▶ _Work required_: Up to and including the line that contains "is available through", reproduce every line exactly, beginning with the first line below.

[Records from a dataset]
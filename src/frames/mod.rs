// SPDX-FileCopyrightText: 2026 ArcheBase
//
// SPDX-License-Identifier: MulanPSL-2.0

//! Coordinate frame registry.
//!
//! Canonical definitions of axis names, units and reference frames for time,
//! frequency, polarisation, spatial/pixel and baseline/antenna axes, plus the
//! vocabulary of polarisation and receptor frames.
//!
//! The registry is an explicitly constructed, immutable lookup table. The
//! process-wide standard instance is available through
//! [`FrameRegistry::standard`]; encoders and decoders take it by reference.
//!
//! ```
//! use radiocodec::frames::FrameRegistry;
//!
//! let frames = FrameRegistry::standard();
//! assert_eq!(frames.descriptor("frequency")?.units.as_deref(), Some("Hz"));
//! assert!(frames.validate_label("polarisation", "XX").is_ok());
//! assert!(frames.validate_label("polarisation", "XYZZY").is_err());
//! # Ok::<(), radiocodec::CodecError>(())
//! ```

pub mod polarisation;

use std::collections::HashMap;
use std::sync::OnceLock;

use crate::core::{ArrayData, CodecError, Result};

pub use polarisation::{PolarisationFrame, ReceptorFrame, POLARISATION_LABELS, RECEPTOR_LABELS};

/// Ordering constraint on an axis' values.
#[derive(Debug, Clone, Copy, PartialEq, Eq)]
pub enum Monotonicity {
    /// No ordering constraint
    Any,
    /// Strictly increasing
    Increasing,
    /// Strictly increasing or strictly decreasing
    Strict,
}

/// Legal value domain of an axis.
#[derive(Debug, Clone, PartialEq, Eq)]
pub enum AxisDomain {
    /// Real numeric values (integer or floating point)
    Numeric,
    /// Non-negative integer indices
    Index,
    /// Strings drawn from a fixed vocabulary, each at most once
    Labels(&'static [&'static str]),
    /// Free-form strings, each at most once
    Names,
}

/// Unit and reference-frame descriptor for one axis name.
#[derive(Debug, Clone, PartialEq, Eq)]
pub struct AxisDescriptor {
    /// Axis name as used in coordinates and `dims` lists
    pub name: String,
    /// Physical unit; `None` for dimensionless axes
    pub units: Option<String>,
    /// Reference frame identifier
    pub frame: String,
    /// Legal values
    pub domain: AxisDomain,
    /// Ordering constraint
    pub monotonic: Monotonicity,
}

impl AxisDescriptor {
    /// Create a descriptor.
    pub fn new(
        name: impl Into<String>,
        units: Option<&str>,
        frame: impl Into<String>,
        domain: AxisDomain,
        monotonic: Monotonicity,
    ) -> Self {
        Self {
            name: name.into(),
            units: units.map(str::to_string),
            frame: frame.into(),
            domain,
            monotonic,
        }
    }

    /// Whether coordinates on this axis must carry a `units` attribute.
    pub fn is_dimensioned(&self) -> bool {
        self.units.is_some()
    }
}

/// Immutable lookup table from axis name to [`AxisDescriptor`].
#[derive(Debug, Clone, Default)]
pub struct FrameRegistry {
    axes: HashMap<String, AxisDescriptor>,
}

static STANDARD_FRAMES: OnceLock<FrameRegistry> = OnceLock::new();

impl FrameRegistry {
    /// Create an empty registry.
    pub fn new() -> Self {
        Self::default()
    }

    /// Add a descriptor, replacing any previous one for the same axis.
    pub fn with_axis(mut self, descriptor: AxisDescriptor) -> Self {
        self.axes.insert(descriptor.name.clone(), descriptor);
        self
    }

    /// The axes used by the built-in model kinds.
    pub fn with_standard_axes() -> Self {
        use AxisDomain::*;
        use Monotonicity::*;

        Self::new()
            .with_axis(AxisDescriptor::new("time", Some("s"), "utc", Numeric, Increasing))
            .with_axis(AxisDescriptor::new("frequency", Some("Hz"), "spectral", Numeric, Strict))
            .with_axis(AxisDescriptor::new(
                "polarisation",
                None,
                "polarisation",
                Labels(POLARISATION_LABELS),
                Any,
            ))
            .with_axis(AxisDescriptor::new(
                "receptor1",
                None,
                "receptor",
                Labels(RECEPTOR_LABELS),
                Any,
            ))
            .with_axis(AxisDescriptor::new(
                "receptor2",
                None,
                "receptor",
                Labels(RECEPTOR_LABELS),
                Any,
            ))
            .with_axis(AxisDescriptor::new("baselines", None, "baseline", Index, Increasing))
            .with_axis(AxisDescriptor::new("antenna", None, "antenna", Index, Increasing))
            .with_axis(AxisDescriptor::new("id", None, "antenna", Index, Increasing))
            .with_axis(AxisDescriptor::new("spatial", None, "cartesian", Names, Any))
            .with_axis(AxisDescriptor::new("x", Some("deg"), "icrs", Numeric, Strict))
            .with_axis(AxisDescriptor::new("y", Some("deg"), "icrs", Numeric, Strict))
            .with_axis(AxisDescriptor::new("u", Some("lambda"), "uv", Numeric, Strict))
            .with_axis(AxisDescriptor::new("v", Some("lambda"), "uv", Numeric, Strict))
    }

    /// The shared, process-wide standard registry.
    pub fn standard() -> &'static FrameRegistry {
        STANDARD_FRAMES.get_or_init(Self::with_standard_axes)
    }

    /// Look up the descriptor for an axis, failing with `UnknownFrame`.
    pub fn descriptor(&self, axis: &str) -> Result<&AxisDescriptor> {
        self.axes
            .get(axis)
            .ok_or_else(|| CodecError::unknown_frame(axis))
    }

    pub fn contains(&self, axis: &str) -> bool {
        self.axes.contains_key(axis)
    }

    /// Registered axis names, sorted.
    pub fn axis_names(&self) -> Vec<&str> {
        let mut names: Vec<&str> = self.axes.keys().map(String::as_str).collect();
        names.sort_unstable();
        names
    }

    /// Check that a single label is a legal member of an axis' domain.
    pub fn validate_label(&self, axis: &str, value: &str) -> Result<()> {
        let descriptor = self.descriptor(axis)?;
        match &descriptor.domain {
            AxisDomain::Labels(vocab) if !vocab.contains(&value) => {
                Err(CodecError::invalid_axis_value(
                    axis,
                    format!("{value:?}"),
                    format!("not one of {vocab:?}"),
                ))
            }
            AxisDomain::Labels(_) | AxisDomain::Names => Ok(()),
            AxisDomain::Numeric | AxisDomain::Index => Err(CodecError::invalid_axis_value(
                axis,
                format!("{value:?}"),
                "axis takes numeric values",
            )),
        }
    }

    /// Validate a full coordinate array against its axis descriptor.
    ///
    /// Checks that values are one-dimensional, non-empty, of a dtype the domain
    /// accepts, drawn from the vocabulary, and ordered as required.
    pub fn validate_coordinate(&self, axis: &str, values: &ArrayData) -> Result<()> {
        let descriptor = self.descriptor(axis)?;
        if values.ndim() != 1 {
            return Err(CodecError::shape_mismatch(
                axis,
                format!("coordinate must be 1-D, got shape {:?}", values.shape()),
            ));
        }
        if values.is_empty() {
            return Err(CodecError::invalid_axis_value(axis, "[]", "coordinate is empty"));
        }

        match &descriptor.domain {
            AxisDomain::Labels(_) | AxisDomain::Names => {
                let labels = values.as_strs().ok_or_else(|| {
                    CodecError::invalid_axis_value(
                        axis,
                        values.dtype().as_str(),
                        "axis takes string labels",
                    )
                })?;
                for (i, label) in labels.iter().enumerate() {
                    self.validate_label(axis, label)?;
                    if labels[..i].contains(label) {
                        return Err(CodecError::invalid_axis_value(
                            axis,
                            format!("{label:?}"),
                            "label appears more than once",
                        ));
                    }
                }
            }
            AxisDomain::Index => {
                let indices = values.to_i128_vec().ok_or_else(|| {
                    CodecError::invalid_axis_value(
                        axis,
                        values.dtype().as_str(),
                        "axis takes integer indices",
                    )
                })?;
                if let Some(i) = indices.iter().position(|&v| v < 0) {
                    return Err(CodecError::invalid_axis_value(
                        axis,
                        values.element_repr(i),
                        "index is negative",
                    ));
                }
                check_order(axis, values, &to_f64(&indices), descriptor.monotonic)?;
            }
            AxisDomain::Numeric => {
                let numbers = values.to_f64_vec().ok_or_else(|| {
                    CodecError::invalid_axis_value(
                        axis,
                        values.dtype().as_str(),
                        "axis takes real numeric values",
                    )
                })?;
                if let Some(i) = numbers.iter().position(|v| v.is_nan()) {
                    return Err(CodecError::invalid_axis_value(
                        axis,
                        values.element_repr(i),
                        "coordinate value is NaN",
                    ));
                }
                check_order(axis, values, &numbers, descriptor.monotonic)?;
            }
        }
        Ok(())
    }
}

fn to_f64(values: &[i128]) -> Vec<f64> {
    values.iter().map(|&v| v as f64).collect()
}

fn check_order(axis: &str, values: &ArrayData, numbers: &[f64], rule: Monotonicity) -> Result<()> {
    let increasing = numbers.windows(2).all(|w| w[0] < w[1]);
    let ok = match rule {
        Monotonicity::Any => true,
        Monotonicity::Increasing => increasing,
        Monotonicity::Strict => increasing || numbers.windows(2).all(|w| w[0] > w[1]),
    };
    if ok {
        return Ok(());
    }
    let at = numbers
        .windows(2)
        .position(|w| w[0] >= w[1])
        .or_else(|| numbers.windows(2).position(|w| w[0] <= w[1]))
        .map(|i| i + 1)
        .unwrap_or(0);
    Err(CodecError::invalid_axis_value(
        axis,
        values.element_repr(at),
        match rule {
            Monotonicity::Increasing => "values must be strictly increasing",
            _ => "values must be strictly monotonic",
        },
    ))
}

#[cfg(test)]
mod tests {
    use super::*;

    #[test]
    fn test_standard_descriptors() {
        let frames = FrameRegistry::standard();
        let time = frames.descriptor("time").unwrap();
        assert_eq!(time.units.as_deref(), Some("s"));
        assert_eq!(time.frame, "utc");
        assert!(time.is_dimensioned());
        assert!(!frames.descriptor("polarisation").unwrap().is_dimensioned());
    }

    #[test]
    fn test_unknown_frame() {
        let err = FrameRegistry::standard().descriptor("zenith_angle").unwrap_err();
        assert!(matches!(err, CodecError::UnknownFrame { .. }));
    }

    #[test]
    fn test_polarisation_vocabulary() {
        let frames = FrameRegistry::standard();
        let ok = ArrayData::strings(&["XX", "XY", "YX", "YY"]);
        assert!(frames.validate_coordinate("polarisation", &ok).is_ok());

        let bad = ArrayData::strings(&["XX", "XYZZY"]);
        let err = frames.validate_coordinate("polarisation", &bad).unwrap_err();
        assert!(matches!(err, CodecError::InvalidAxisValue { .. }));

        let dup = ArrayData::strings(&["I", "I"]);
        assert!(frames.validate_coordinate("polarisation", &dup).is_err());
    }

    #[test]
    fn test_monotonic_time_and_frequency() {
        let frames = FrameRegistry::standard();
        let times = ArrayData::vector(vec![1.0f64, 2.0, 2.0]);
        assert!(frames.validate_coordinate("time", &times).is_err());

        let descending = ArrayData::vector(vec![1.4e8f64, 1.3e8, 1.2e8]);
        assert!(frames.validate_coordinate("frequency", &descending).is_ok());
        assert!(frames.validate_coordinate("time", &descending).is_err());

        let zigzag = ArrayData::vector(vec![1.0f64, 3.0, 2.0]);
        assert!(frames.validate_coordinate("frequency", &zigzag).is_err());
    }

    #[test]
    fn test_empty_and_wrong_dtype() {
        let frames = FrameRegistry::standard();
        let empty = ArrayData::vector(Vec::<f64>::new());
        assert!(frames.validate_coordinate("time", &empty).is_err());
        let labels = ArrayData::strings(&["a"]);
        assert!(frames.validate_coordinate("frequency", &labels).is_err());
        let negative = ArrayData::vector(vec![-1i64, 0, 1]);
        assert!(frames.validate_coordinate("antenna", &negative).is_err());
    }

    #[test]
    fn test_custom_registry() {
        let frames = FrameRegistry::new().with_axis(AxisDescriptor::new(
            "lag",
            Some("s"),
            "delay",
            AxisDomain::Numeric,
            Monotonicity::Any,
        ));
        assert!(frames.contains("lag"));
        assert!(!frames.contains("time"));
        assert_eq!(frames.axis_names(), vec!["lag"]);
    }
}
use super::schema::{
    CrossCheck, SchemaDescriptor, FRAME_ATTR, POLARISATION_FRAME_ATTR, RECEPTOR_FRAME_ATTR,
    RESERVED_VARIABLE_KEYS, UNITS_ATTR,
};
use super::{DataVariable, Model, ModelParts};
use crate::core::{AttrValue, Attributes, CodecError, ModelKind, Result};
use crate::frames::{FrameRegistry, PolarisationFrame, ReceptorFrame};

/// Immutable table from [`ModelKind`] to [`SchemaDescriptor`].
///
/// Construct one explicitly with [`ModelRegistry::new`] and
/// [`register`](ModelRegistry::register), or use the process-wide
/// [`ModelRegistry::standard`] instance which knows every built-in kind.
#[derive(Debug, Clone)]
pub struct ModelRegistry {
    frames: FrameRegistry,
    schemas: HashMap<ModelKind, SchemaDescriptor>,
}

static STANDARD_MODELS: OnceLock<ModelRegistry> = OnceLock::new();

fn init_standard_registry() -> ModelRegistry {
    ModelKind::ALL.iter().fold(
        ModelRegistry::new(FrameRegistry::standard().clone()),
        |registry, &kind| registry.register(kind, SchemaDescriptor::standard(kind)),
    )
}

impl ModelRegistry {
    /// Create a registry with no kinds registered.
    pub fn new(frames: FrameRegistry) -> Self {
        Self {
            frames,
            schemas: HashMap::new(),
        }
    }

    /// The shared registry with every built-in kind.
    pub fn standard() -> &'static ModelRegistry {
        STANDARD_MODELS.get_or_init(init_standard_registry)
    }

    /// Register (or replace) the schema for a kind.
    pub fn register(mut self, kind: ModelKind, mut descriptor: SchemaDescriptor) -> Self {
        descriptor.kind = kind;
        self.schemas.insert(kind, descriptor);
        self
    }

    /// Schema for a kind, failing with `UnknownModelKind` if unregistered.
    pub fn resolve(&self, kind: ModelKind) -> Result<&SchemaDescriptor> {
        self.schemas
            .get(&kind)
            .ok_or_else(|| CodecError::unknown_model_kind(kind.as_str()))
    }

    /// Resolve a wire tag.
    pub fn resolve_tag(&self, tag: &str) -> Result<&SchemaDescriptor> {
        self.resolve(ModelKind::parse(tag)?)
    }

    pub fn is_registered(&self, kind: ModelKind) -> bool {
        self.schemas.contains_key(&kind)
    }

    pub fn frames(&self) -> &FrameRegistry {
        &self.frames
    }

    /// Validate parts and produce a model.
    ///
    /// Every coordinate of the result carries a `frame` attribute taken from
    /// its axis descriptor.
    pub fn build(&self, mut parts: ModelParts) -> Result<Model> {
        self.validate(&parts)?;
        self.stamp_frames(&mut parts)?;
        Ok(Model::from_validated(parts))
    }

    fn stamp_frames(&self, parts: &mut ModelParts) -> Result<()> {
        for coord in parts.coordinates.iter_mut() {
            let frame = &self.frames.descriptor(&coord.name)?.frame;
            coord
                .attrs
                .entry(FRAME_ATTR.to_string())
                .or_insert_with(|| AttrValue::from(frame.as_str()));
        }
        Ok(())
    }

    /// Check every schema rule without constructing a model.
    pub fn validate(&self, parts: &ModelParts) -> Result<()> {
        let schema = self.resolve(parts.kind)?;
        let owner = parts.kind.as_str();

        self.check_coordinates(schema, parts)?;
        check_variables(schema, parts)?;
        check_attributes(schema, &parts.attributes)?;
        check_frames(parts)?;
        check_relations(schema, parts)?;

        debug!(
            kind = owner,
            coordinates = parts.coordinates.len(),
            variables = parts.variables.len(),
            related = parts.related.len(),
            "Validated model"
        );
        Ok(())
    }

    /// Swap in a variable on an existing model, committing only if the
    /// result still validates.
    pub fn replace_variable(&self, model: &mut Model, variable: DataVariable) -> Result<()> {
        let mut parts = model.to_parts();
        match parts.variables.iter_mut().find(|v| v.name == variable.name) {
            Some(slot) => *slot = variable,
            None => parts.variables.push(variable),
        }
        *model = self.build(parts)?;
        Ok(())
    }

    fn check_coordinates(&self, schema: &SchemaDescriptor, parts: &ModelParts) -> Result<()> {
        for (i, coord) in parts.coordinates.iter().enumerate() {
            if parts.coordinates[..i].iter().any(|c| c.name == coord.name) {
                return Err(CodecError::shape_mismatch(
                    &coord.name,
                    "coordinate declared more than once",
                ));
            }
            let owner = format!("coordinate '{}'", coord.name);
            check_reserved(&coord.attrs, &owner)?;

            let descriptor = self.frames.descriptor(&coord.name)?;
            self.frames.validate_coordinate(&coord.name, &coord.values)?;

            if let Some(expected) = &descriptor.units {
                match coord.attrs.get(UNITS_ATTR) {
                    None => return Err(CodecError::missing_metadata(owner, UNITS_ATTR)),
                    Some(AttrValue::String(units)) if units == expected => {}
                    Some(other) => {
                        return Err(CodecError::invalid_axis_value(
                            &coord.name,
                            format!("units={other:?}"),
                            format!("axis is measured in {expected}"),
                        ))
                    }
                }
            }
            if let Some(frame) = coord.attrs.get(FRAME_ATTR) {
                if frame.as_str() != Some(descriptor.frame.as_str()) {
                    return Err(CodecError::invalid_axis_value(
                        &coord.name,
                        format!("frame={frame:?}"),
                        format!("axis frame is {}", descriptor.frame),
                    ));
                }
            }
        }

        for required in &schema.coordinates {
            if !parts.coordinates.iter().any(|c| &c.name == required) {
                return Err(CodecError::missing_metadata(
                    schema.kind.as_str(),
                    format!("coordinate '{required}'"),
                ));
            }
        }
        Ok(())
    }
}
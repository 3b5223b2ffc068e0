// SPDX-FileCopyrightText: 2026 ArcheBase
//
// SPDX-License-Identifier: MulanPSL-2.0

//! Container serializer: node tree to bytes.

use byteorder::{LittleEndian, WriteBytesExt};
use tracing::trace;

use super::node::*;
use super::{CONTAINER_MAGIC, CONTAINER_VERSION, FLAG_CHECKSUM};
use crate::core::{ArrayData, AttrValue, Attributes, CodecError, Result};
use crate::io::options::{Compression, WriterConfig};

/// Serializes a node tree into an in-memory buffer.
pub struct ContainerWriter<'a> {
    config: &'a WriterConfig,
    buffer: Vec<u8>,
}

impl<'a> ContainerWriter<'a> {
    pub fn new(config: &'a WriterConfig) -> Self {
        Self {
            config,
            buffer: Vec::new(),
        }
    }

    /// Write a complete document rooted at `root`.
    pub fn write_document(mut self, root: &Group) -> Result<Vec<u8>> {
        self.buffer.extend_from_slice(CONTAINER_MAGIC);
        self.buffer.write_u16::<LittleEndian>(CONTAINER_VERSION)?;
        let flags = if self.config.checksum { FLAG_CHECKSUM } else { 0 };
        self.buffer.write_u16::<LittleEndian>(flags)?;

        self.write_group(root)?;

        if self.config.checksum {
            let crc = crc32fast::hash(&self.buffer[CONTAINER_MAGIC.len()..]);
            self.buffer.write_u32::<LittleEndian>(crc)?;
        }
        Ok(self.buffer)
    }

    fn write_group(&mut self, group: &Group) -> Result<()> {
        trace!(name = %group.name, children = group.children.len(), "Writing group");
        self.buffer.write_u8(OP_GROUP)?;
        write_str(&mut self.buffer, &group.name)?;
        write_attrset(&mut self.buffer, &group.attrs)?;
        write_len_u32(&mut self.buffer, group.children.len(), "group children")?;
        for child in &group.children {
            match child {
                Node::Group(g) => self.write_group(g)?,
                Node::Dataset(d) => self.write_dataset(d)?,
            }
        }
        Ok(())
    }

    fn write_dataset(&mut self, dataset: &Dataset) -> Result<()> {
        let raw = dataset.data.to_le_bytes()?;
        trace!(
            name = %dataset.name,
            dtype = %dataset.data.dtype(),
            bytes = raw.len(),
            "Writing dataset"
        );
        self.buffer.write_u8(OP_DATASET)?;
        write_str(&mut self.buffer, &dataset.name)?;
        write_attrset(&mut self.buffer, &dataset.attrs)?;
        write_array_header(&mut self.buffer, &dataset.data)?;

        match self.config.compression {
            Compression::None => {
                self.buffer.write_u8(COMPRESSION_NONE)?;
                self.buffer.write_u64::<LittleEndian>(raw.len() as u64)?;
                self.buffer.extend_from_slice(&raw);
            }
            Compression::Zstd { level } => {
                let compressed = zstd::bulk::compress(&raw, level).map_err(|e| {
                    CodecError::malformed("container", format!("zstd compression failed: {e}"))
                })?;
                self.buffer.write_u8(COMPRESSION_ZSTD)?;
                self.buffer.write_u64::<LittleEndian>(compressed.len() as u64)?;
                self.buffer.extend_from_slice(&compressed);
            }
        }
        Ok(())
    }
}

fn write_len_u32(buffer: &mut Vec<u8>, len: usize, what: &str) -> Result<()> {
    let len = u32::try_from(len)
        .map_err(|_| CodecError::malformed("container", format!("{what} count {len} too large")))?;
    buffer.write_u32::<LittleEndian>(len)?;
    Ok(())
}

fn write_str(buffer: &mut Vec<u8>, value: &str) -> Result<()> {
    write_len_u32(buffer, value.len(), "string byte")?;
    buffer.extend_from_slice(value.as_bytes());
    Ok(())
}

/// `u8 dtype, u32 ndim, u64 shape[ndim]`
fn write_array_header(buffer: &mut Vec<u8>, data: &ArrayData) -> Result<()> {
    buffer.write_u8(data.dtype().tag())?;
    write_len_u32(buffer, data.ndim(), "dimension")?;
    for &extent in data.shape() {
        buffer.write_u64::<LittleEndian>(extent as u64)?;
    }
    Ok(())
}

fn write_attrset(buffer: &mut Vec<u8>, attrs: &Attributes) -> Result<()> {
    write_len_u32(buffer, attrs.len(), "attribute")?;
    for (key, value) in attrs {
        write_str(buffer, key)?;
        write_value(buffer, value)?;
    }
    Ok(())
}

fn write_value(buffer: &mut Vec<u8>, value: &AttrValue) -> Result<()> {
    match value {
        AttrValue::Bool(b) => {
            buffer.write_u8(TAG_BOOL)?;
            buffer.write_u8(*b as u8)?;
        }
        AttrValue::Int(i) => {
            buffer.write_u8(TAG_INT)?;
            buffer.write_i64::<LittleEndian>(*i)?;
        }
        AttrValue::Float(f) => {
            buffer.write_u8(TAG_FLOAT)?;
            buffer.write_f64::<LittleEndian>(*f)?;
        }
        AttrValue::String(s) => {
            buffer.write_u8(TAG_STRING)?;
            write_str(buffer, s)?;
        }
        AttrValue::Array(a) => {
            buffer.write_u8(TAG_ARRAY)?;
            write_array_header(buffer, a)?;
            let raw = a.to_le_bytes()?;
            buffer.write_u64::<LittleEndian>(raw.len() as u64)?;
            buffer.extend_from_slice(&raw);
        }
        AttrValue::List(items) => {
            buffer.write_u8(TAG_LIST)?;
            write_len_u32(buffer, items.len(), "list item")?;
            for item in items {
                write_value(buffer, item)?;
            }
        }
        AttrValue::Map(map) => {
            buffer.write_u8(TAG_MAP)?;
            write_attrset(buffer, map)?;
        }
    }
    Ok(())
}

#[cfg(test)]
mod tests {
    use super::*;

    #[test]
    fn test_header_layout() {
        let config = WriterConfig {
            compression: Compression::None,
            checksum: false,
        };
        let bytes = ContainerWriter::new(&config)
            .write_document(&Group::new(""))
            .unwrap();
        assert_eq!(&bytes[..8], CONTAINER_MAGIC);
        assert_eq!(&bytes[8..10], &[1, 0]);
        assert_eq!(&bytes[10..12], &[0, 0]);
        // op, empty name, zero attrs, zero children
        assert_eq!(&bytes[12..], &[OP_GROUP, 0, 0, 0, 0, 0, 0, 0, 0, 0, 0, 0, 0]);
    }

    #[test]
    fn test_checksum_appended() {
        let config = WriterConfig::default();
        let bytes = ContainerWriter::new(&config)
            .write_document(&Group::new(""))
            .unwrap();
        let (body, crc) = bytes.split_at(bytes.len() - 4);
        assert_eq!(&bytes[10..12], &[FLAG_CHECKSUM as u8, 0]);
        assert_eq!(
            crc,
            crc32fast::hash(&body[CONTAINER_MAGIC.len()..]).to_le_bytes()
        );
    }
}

▶ _Solution for this task_:
filename src/frames/mod.rs
// SPDX-FileCopyrightText: 2026 ArcheBase
//
// SPDX-License-Identifier: MulanPSL-2.0

//! Coordinate frame registry.
//!
//! Canonical definitions of axis names, units and reference frames for time,
//! frequency, polarisation, spatial/pixel and baseline/antenna axes, plus the
//! vocabulary of polarisation and receptor frames.
//!
//! The registry is an explicitly constructed, immutable lookup table. The
//! process-wide standard instance is available through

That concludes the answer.